The number of solutions to an ODE is related to the order of the equation, since ODEs having an order greater than 1 can be reduced to a system of n first-order equations, where n is the order of the original equation. Since a first order equation has a single solution to within an additive constant, an n-th order equation can have at most n different solutions.

http://en.wikipedia.org/wiki/Ordinary_differential_equation

At least, that's my understanding of the theory of ODEs.

3. Oct 22, 2014

### Staff: Mentor

To add to what SteamKing said, the order of a differential equation is equal to the dimension of the function space of solutions. First order ODE: dimension is 1; second order ODE: dimension is 2, and so on for third- and higher-order ODEs.

For second order ODEs, if you have two solutions that are linearly independent, they constitute a basis for the solution space; hence every solution is a linear combination of the two functions in the basis. IOW, if y1 and y2 are linearly independent solutions, then every solution of this ODE can be written as c1y1 + c2y2, for some constants c1 and c2.

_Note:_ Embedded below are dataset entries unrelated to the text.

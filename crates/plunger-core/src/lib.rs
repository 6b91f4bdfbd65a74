//! Plunger Core - reactive control core for a pinball machine
//!
//! This crate provides the runtime that sits between switch sensing and the
//! driver boards:
//! - Event bus with ordered, snapshot-based delivery (`bus`)
//! - Reactive state with dependency recording (`state`, `collections`)
//! - Timer queue and clock with virtual and real-time modes (`scheduler`, `time`)
//! - Behavior node tree with lifecycle and scoped listeners (`tree`)
//! - Priority-ordered output resolution (`outputs`)
//! - Actuator commit layer with retries and pulse arbitration (`actuator`)
//!
//! ## Driving a machine
//!
//! A `Runtime` owns the `Machine` and its task pool. Behaviors are nodes
//! attached under the machine root; they bind output keys, and the resolved
//! value at the root is committed to the matching actuator through the
//! injected `Transport`.
//!
//! ```
//! use plunger_core::{ActuatorConfig, MachineConfig, OutputBindings, OutputKey, Runtime, ScriptedTransport, Value};
//!
//! let config = MachineConfig::default().with_actuator(ActuatorConfig::plain("rampUp", true));
//! let transport = ScriptedTransport::new();
//! let mut rt = Runtime::virtual_time(config, transport.clone());
//! rt.with(|m| {
//!     let root = m.root();
//!     let lock = m.create_node("ramp lock");
//!     m.bind_outputs(lock, OutputBindings::new().constant("rampUp", false));
//!     m.attach(root, lock, 0);
//! });
//! assert_eq!(rt.with(|m| m.output(&OutputKey::new("rampUp")).cloned()), Some(Value::Bool(false)));
//! assert_eq!(transport.calls().len(), 1);
//! ```

pub mod actuator;
pub mod bus;
pub mod collections;
pub mod config;
mod error;
pub mod event;
mod identity;
pub mod machine;
pub mod outputs;
pub mod runtime;
pub mod scheduler;
pub mod state;
pub mod switches;
pub mod tasks;
pub mod testing;
pub mod time;
pub mod transport;
pub mod tree;
mod value;

pub use actuator::{Actuator, ActuatorBank, ActuatorPhase};
pub use bus::{EventBus, Flow};
pub use collections::{ObservableList, ObservableMap, ObservableSet};
pub use config::{ActuatorConfig, ActuatorKind, MachineConfig, OutputConfig, SwitchConfig};
pub use error::{Error, Result};
pub use event::{on, CollectionOp, Event, EventKind, Predicate, TreeChange};
pub use identity::{FieldRef, NodeId, ObjectId, OutputKey, SubscriptionId, SwitchId, TimerId};
pub use machine::Machine;
pub use outputs::{Binding, Contribution, OutputBindings, Scope};
pub use runtime::Runtime;
pub use state::StateStore;
pub use tasks::{MachineHandle, TaskRegistry, Turn};
pub use time::{Clock, ClockMode, Time};
pub use transport::{
    DeviceCommand, DeviceFault, DeviceReply, DeviceRequest, NullTransport, ScriptedTransport,
    SetOutcome, Transport,
};
pub use tree::{Node, NodeSpec, Phase};
pub use value::{Value, ValueMap};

The function space concept is nearly identical to the linear algebra concept of a vector space. In $\mathbb{R}^2$, a two-dimensional vector space, if you have two linearly independent vectors, then those vectors form a basis for this space, and every vector in this space is some linear combination of the two basis vectors. It's pretty much the same for a two-dimensional function space, such as the space of solutions of a second order ODE.

Last edited: Oct 22, 2014
4. Oct 29, 2014

### HallsofIvy

The phrase "the dimension of the function space of solutions" applies only to linear differential equations. Sets of solutions to non-linear differential equations are not, in general, linear spaces and so have no "dimension".

5. Oct 29, 2014

### MathewsMD

Oh really? Do you mind expanding? It's all very interesting but if you could provide a bit of intuition behind why, that would be greatly appreciated!

6. Oct 30, 2014

### HallsofIvy

Expand what? Do you know what "linear vector spaces" (Linear Algebra) are? Do know how to show that the set of all solutions to a "linear homogeneous differential equation" forms a vector space? If so you should be able to see why sets of solutions to non-linear differential equations do NOT form vector spaces.